SPT belongs to the α-oxoamine synthase (AOS) family of PLP-dependent enzymes, whose enzymology has been extensively studied, and a mechanism has been proposed for SPT (Fig. 1A) (5, 23–27). Catalysis begins with displacement of the active-site lysine from the PLP-bound internal aldimine (also known as the holoform) form of the enzyme by the l-serine substrate to generate the SPT PLP:l-serine external aldimine complex. Binding of palmitoyl-CoA is thought to induce a conformational change, which allows an active-site base to abstract the α-proton of l-serine, forming a substrate quinonoid. Electron rebound from the PLP-bound quinonoid results in C-C bond formation with liberation of free CoA (CoASH). Decarboxylation of the PLP:β-keto acid follows, and the product quinonoid is reprotonated by an active-site acid. Displacement by the active-site lysine releases the product 3-KDS from the PLP:product external aldimine and returns the SPT to the PLP-bound, holoform.

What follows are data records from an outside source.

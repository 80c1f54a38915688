//! # API Error Handling
//!
//! Every failure leaves the service as one JSON shape.
//!
//! ## Error Response Format
//! ```json
//! {
//!   "status": "error",
//!   "code": "REMOTE_ERROR",
//!   "message": "Remote API error on /api/v1/product/list (HTTP 401): bad signature",
//!   "remote_code": "AUTH_FAILED"
//! }
//! ```
//!
//! ## Status Mapping
//! ```text
//! ┌──────────────────────────┬────────┐
//! │ ErrorCode                │ HTTP   │
//! ├──────────────────────────┼────────┤
//! │ VALIDATION_ERROR         │ 400    │
//! │ INVALID_CREDENTIAL       │ 400    │
//! │ NOT_FOUND                │ 404    │
//! │ CONFLICT                 │ 409    │
//! │ REMOTE_ERROR             │ 502    │
//! │ TRANSPORT_ERROR          │ 502    │
//! │ CONFIGURATION_ERROR      │ 503    │
//! │ DATABASE_ERROR, INTERNAL │ 500    │
//! └──────────────────────────┴────────┘
//! ```

use axum::extract::rejection::{JsonRejection, QueryRejection};
use axum::http::StatusCode;
use axum::response::{IntoResponse, Response};
use axum::Json;
use serde::Serialize;
use serde_json::json;

use ruten_core::{ConfigurationError, CoreError, StoreError, ValidationError};
use ruten_db::DbError;
use ruten_sync::{ClientError, ServiceError, SyncError};

pub type ApiResult<T> = Result<T, ApiError>;

/// Error returned by every handler.
#[derive(Debug, Clone, PartialEq, Eq, Serialize)]
pub struct ApiError {
    /// Machine-readable error code for programmatic handling
    pub code: ErrorCode,

    /// Human-readable error message for display
    pub message: String,

    /// The marketplace's own error code, when it sent one
    #[serde(skip_serializing_if = "Option::is_none")]
    pub remote_code: Option<String>,
}

#[derive(Debug, Clone, Copy, PartialEq, Eq, Serialize)]
#[serde(rename_all = "SCREAMING_SNAKE_CASE")]
pub enum ErrorCode {
    ValidationError,
    /// An incomplete credential handed in for verification
    InvalidCredential,
    NotFound,
    Conflict,
    /// The marketplace answered with a rejection
    RemoteError,
    /// The marketplace could not be reached or answered garbage
    TransportError,
    /// No usable default credential or settings
    ConfigurationError,
    DatabaseError,
    Internal,
}

impl ErrorCode {
    pub fn status(&self) -> StatusCode {
        match self {
            ErrorCode::ValidationError | ErrorCode::InvalidCredential => StatusCode::BAD_REQUEST,
            ErrorCode::NotFound => StatusCode::NOT_FOUND,
            ErrorCode::Conflict => StatusCode::CONFLICT,
            ErrorCode::RemoteError | ErrorCode::TransportError => StatusCode::BAD_GATEWAY,
            ErrorCode::ConfigurationError => StatusCode::SERVICE_UNAVAILABLE,
            ErrorCode::DatabaseError | ErrorCode::Internal => StatusCode::INTERNAL_SERVER_ERROR,
        }
    }
}

impl ApiError {
    pub fn new(code: ErrorCode, message: impl Into<String>) -> Self {
        ApiError {
            code,
            message: message.into(),
            remote_code: None,
        }
    }

    pub fn validation(message: impl Into<String>) -> Self {
        ApiError::new(ErrorCode::ValidationError, message)
    }

    pub fn not_found(resource: &str, id: &str) -> Self {
        ApiError::new(ErrorCode::NotFound, format!("{} not found: {}", resource, id))
    }

    pub fn internal(message: impl Into<String>) -> Self {
        ApiError::new(ErrorCode::Internal, message)
    }

    pub fn status(&self) -> StatusCode {
        self.code.status()
    }
}

impl std::fmt::Display for ApiError {
    fn fmt(&self, f: &mut std::fmt::Formatter<'_>) -> std::fmt::Result {
        write!(f, "[{:?}] {}", self.code, self.message)
    }
}

impl std::error::Error for ApiError {}

impl IntoResponse for ApiError {
    fn into_response(self) -> Response {
        let mut body = json!({
            "status": "error",
            "code": self.code,
            "message": self.message,
        });
        if let Some(remote_code) = self.remote_code {
            body["remote_code"] = json!(remote_code);
        }
        (self.code.status(), Json(body)).into_response()
    }
}

// =============================================================================
// Conversions
// =============================================================================

/// Malformed JSON bodies and query strings are validation errors, not
/// axum's plain-text rejections.
impl From<JsonRejection> for ApiError {
    fn from(rejection: JsonRejection) -> Self {
        ApiError::validation(rejection.body_text())
    }
}

impl From<QueryRejection> for ApiError {
    fn from(rejection: QueryRejection) -> Self {
        ApiError::validation(rejection.body_text())
    }
}

impl From<ValidationError> for ApiError {
    fn from(err: ValidationError) -> Self {
        ApiError::validation(err.to_string())
    }
}

impl From<ConfigurationError> for ApiError {
    fn from(err: ConfigurationError) -> Self {
        ApiError::new(ErrorCode::ConfigurationError, err.to_string())
    }
}

impl From<CoreError> for ApiError {
    fn from(err: CoreError) -> Self {
        match err {
            CoreError::NotFound { entity, id } => ApiError::not_found(&entity, &id),
            CoreError::Conflict(message) => ApiError::new(ErrorCode::Conflict, message),
            CoreError::Validation(e) => e.into(),
        }
    }
}

impl From<DbError> for ApiError {
    fn from(err: DbError) -> Self {
        match err {
            DbError::NotFound { entity, id } => ApiError::not_found(&entity, &id),
            DbError::UniqueViolation { field, value } => ApiError::new(
                ErrorCode::Conflict,
                format!("{} '{}' already exists", field, value),
            ),
            DbError::ForeignKeyViolation { message } => {
                tracing::warn!("Foreign key violation: {}", message);
                ApiError::validation("Invalid reference")
            }
            DbError::ConstraintViolation { message } => ApiError::validation(message),
            other => {
                // Log the actual error but return a generic message
                tracing::error!(error = %other, "Database operation failed");
                ApiError::new(ErrorCode::DatabaseError, "Database operation failed")
            }
        }
    }
}

impl From<ClientError> for ApiError {
    fn from(err: ClientError) -> Self {
        match err {
            ClientError::Configuration(e) => e.into(),
            ClientError::RemoteApi { ref code, .. } => {
                let remote_code = code.clone();
                ApiError {
                    code: ErrorCode::RemoteError,
                    message: err.to_string(),
                    remote_code,
                }
            }
            ClientError::Transport { .. } => {
                ApiError::new(ErrorCode::TransportError, err.to_string())
            }
            ClientError::MissingFile { .. } | ClientError::InvalidRequest(_) => {
                ApiError::validation(err.to_string())
            }
        }
    }
}

impl From<ServiceError> for ApiError {
    fn from(err: ServiceError) -> Self {
        match err {
            ServiceError::Core(e) => e.into(),
            ServiceError::Database(e) => e.into(),
            ServiceError::Remote(e) => e.into(),
        }
    }
}

impl From<SyncError> for ApiError {
    fn from(err: SyncError) -> Self {
        match err {
            SyncError::Client(e) => e.into(),
            SyncError::InvalidConfig(_) | SyncError::ConfigLoadFailed(_) => {
                ApiError::new(ErrorCode::ConfigurationError, err.to_string())
            }
            SyncError::Store(StoreError::Record(message)) => ApiError::validation(message),
            SyncError::Store(StoreError::Fatal(_)) | SyncError::PageRolledBack { .. } => {
                tracing::error!(error = %err, "Sync failed in the local store");
                ApiError::new(ErrorCode::DatabaseError, err.to_string())
            }
        }
    }
}

#[cfg(test)]
mod tests {
    use super::*;
    use ruten_core::EntityKind;

    #[test]
    fn test_status_mapping() {
        assert_eq!(
            ApiError::from(CoreError::Validation(ValidationError::Required {
                field: "title".into()
            })).status(),
            StatusCode::BAD_REQUEST
        );
        assert_eq!(
            ApiError::from(CoreError::not_found("Product", "p1")).status(),
            StatusCode::NOT_FOUND
        );
        assert_eq!(
            ApiError::from(CoreError::Conflict("has children".into())).status(),
            StatusCode::CONFLICT
        );
        assert_eq!(
            ApiError::from(ConfigurationError::MissingCredential("RUTEN_API_KEY")).status(),
            StatusCode::SERVICE_UNAVAILABLE
        );
        assert_eq!(
            ApiError::from(DbError::PoolExhausted).status(),
            StatusCode::INTERNAL_SERVER_ERROR
        );
    }

    #[test]
    fn test_remote_error_keeps_marketplace_code() {
        let err = ApiError::from(SyncError::Client(ClientError::RemoteApi {
            endpoint: "/api/v1/product/list".into(),
            status: 401,
            code: Some("AUTH_FAILED".into()),
            message: "bad signature".into(),
        }));
        assert_eq!(err.status(), StatusCode::BAD_GATEWAY);
        assert_eq!(err.remote_code.as_deref(), Some("AUTH_FAILED"));
        assert!(err.message.contains("bad signature"));
    }

    #[test]
    fn test_transport_and_rollback() {
        let transport = ApiError::from(ClientError::Transport {
            endpoint: "/api/v1/order/list".into(),
            status: Some(503),
            message: "HTTP 503: <html>".into(),
            correlation_id: None,
        });
        assert_eq!(transport.code, ErrorCode::TransportError);
        assert_eq!(transport.status(), StatusCode::BAD_GATEWAY);

        let rolled_back = ApiError::from(SyncError::PageRolledBack {
            kind: EntityKind::Order,
            reason: "disk I/O error".into(),
        });
        assert_eq!(rolled_back.status(), StatusCode::INTERNAL_SERVER_ERROR);
    }

    #[test]
    fn test_error_code_serializes_screaming_snake() {
        let value = serde_json::to_value(ErrorCode::InvalidCredential).unwrap();
        assert_eq!(value, "INVALID_CREDENTIAL");
    }
}
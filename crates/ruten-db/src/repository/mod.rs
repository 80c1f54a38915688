//! # Repository Module
//!
//! Database repository implementations for the Ruten bridge.
//!
//! ## Repository Pattern
//! ```text
//! ┌─────────────────────────────────────────────────────────────────────────┐
//! │                    Two Ways Into the Same SQL                           │
//! │                                                                         │
//! │  HTTP handler / propagation          Reconciler                        │
//! │       │                                   │                             │
//! │       │  db.products().update(&p)         │  tx.update(&record)         │
//! │       ▼                                   ▼                             │
//! │  ProductRepository (pool)          SqlitePageTransaction (tx)          │
//! │       │                                   │                             │
//! │       └──────────────┬────────────────────┘                             │
//! │                      ▼                                                  │
//! │        product::update_row(executor, &p)                               │
//! │        generic over sqlx::Executor                                     │
//! └─────────────────────────────────────────────────────────────────────────┘
//! ```
//!
//! ## Available Repositories
//!
//! - [`ProductRepository`](product::ProductRepository) - Product CRUD and listing
//! - [`OrderRepository`](order::OrderRepository) - Orders with status/date filters
//! - [`CategoryRepository`](category::CategoryRepository) - Category tree
//! - [`ApiLogRepository`](api_log::ApiLogRepository) - Remote call diagnostics

pub mod api_log;
pub mod category;
pub mod order;
pub mod product;
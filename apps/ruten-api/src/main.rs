//! # Ruten API
//!
//! HTTP dispatcher for the Ruten bridge, plus one-off sync commands.
//!
//! ## Architecture
//! ```text
//! ┌─────────────────────────────────────────────────────────────────────────┐
//! │                        Ruten API Server                                 │
//! │                                                                         │
//! │  Operator ───► HTTP (8000) ───► Handlers ───► SQLite                    │
//! │                                     │                                   │
//! │                                     ▼                                   │
//! │                              Ruten partner API                          │
//! │                                                                         │
//! │  ruten-api sync products|orders|categories   (one page, then exit)      │
//! └─────────────────────────────────────────────────────────────────────────┘
//! ```

use std::path::PathBuf;

use anyhow::Context;
use chrono::Utc;
use clap::{Parser, Subcommand, ValueEnum};
use tokio::net::TcpListener;
use tracing::{info, warn};
use tracing_subscriber::EnvFilter;

use ruten_api::{router, ApiConfig, AppState};
use ruten_core::Credential;
use ruten_db::{Database, DbConfig};
use ruten_sync::{reconciler, OrderListQuery, SyncConfig, SyncOutcome};

#[derive(Debug, Parser)]
#[command(name = "ruten-api", version, about = "Ruten marketplace bridge")]
struct Cli {
    /// Sync configuration TOML (overrides RUTEN_CONFIG)
    #[arg(long, global = true)]
    config: Option<PathBuf>,

    #[command(subcommand)]
    command: Option<Command>,
}

#[derive(Debug, Subcommand)]
enum Command {
    /// Run the HTTP server (the default)
    Serve {
        /// Listen address (overrides RUTEN_API_BIND)
        #[arg(long)]
        bind: Option<String>,

        /// Listen port (overrides RUTEN_API_PORT)
        #[arg(long)]
        port: Option<u16>,
    },

    /// Pull one page from the marketplace into the local store
    Sync {
        kind: SyncKind,

        #[arg(long, default_value_t = 1)]
        page: u32,

        /// Defaults to the configured page size
        #[arg(long)]
        page_size: Option<u32>,
    },
}

#[derive(Debug, Clone, Copy, ValueEnum)]
enum SyncKind {
    Products,
    Orders,
    Categories,
}

#[tokio::main]
async fn main() -> anyhow::Result<()> {
    // Initialize tracing
    let filter = EnvFilter::try_from_default_env().unwrap_or_else(|_| EnvFilter::new("info"));
    tracing_subscriber::fmt()
        .with_env_filter(filter)
        .with_target(true)
        .init();

    let cli = Cli::parse();

    // Load configuration
    let mut api_config = ApiConfig::load()?;
    if cli.config.is_some() {
        api_config.config_path = cli.config;
    }
    let sync_config = SyncConfig::load(api_config.config_path.clone())
        .context("loading sync configuration")?;
    info!(
        base_url = %sync_config.remote.base_url,
        database = %sync_config.database.path.display(),
        "Configuration loaded"
    );

    // Connect to database
    let db = Database::new(DbConfig::new(&sync_config.database.path))
        .await
        .context("opening database")?;
    prune_call_log(&db, sync_config.sync.log_retention_days).await;

    let state = AppState::new(sync_config, db.clone(), Credential::from_env());

    let result = match cli.command.unwrap_or(Command::Serve {
        bind: None,
        port: None,
    }) {
        Command::Serve { bind, port } => {
            if let Some(bind) = bind {
                api_config.bind = bind;
            }
            if let Some(port) = port {
                api_config.port = port;
            }
            serve(state, &api_config).await
        }
        Command::Sync {
            kind,
            page,
            page_size,
        } => sync_once(&state, kind, page, page_size).await,
    };

    db.close().await;
    result
}

async fn serve(state: AppState, api_config: &ApiConfig) -> anyhow::Result<()> {
    let addr = api_config.bind_address();
    let listener = TcpListener::bind(&addr)
        .await
        .with_context(|| format!("binding {}", addr))?;
    info!(%addr, "Starting HTTP server");

    axum::serve(listener, router(state))
        .with_graceful_shutdown(shutdown_signal())
        .await?;

    info!("Server shutdown complete");
    Ok(())
}

async fn sync_once(
    state: &AppState,
    kind: SyncKind,
    page: u32,
    page_size: Option<u32>,
) -> anyhow::Result<()> {
    let client = state.client()?;
    let store = state.db.entity_store();
    let page_size = page_size.unwrap_or_else(|| state.default_page_size());

    let outcome: SyncOutcome = match kind {
        SyncKind::Products => reconciler::pull_products(client, &store, page, page_size).await?,
        SyncKind::Orders => {
            let query = OrderListQuery {
                page,
                page_size,
                ..Default::default()
            };
            reconciler::pull_orders(client, &store, &query).await?
        }
        SyncKind::Categories => reconciler::pull_categories(client, &store).await?,
    };

    info!(
        kind = %outcome.kind.as_str(),
        processed = outcome.processed_count,
        inserted = outcome.inserted,
        updated = outcome.updated,
        failed = outcome.per_record_errors.len(),
        "Sync complete"
    );
    for failure in &outcome.per_record_errors {
        warn!(
            index = failure.index,
            external_id = ?failure.external_id,
            reason = %failure.reason,
            "Record skipped"
        );
    }
    Ok(())
}

/// Drops call log rows older than `retention_days`. Failure is only logged.
async fn prune_call_log(db: &Database, retention_days: u32) {
    if retention_days == 0 {
        return;
    }
    let cutoff = Utc::now() - chrono::Duration::days(i64::from(retention_days));
    match db.api_logs().prune_before(cutoff).await {
        Ok(0) => {}
        Ok(removed) => info!(removed, retention_days, "Pruned API call log"),
        Err(e) => warn!(error = %e, "Failed to prune API call log"),
    }
}

/// Graceful shutdown signal handler.
///
/// A handler that cannot be installed is logged and never fires; the other
/// one still can.
async fn shutdown_signal() {
    let ctrl_c = async {
        if let Err(e) = tokio::signal::ctrl_c().await {
            warn!(error = %e, "Failed to install Ctrl+C handler");
            std::future::pending::<()>().await;
        }
    };

    #[cfg(unix)]
    let terminate = async {
        match tokio::signal::unix::signal(tokio::signal::unix::SignalKind::terminate()) {
            Ok(mut signal) => {
                signal.recv().await;
            }
            Err(e) => {
                warn!(error = %e, "Failed to install SIGTERM handler");
                std::future::pending::<()>().await;
            }
        }
    };

    #[cfg(not(unix))]
    let terminate = std::future::pending::<()>();

    tokio::select! {
        _ = ctrl_c => {},
        _ = terminate => {},
    }

    info!("Shutdown signal received, starting graceful shutdown...");
}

Isotope labels are frequently used in metabolic and natural product biosynthesis studies, where they can be used to track the incorporation of small-molecule precursors into complex metabolites in a cellular environment (28–31). The inherent differences in zero-point energies between different isotopes can be used to elucidate the mechanistic details of enzyme-catalyzed reactions. This is due to the fact that these energy differences result in increased bond strength, which can be observed as an effect on the rate of an enzyme-catalyzed reaction—a kinetic isotope effect (KIE). As such, this effect has been used to great effect in mechanistic studies (32–35).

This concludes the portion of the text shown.